If you’ve spent as much time on social media as I have in the last decade, you’ve watched the psyops come and go. Witnessing every regime news outlet in America adopt the term “horse paste” for Ivermectin after Joe Rogan announced Ivermectin was one of the medications he used to treat his bout with COVID was eye-opening for many. Watching the switch from “masks won’t prevent the spread” to “if you don’t wear one, you want to kill grandma” also woke up a lot of people. I was too busy to fall for the mask psyop because I was down in Chinatown hugging random Chinese people.
Psyops come and go, and most are forgotten. Thankfully! One that needed to be “dead on arrival” was the great “Brooklyn BBQ” psyop of 2018. I first encountered it when Twitter arch-troll Michael Malice retweeted a Vice article entitled “Why Is Brooklyn Barbecue Taking Over the World?” adding his comment, “y’all can ratio all you want, yes that pic sucks, but Brooklyn BBQ is world-class. Many such places!” As someone who grew up in NYC but had been living in the South—the only location on earth that can claim to have the best BBQ anything—for almost 20 years, I smelled a NYC subway rat.
Being the intrepid investigator that I am, I reached out to Mr. Malice and informed him that I was scheduled to be in NYC shortly after the Vice article dropped and asked him to recommend a location with this so-called “world-class BBQ.” After I informed him of the neighborhood I would be staying in, he provided me with a name that I won’t mention here for legal reasons (I was shocked to discover the establishment is still in business as of this writing). I made my reservation a week before heading to NYC.
Upon arrival, I was greeted with the kind of hospitality you would get from the average DMV office in the South Bronx. Fine, in NYC, that’s to be expected. If the food is good, who cares, right? Yeah, about that. I ordered the brisket and was presented with a round cut that looked as if it had been beaten with a hammer and then sliced in the manner most brisket is. I am normally easy on sauce when the brisket is good, but they chose to douse this “brisket” in their house sauce, which appeared to be a combination of ketchup and A-1 yellow mustard. My first foray into the arena of “world-class Brooklyn BBQ” was not going well. But at least they couldn’t mess up the side dishes, right? Wrong. The roasted potatoes were basically widgets from a 19th-century sawmill. The beans were out of a can. As much as I was itching to get out of Atlanta at the time, I couldn’t wait to get back down south and have some real BBQ.

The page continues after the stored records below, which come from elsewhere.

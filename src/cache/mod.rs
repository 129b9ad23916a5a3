//! Versioned response cache with offline support.
//!
//! This module provides:
//! - Named response stores keyed by normalized request identity
//! - The cache-first, network-first and stale-while-revalidate strategies
//! - A queue of requests waiting for background sync

mod layer;
mod storage;
mod traits;

pub use layer::CacheLayer;
pub use storage::{CacheStorage, SqliteStorage};
#[cfg(test)]
pub use storage::testing;
pub use traits::{CacheEntry, CacheResult, CacheSource, CachedResponse, PendingRequest};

If you find yourself in the Atlanta area and are a brisket-first person, check out Community-Q in Decatur. Yes, it’s in a hipster neighborhood, and much of the clientele and staff are as well, but the food more than makes up for it. If you desire pulled pork, and I know this will upset some of the “experts” who know the area, go to Fox Bros. Yes, their BBQ sauce is sold in stores, and they may be a little too popular for the hipsters among us, but there’s a reason their business is always booming. While you’re there, try the Frito Pie which is, in my opinion, their best side.
I lived in Auburn, Alabama, for over a year, and I can tell you that hands down, the best BBQ there is Bow and Arrow. I don’t care if you order the pulled pork, fatty brisket, or cheesy sausage; it’s all good. And their sides will have you going back multiple times to try them all. My experience with most BBQ places is that either their sides are excellent and the meat is so-so, or vice versa. Bow and Arrow goes above and beyond for both. You will thank me.
While psyops continue and we struggle to navigate social media without seeing the latest purple-haired wildebeest screaming on our timeline, we can rest assured that some of the ops are obvious. When an outlet that has fallen as far as Vice declares that Brooklyn is taking over as the world headquarters of BBQ and infamous Twitter trolls are promoting it, those of us who know better just look on and laugh. Me? I have to be the moron who has to investigate these claims firsthand and suffer a triple-digit price tag for something I could have prepared at home for under $10. Some psyops don’t affect us directly, such as the “horse paste” fiasco. That probably didn’t influence you at all. But bad food? That can potentially lead to the end of civilization. Be discerning. Be vigilant. And never settle for sub-par BBQ. You’re better than that.
I think many New Yorkers have their tastebuds messed up from the unique pollution infused into all the food there so when they go elsewhere nothing tastes right and they have to assert that the food in NYC is actually superior even if the particular restaurant is in reality guttertrash. None of them seem to like anything made in South Florida despite most the restaurants catering to them to a degree.
The south just has the best food in general. There are some regional treats best found where they came from, but I never ate as well as I did in the south. And hipster food is lukewarm garbage east coast or west, whether they're trying to be "authentic" or "subversive".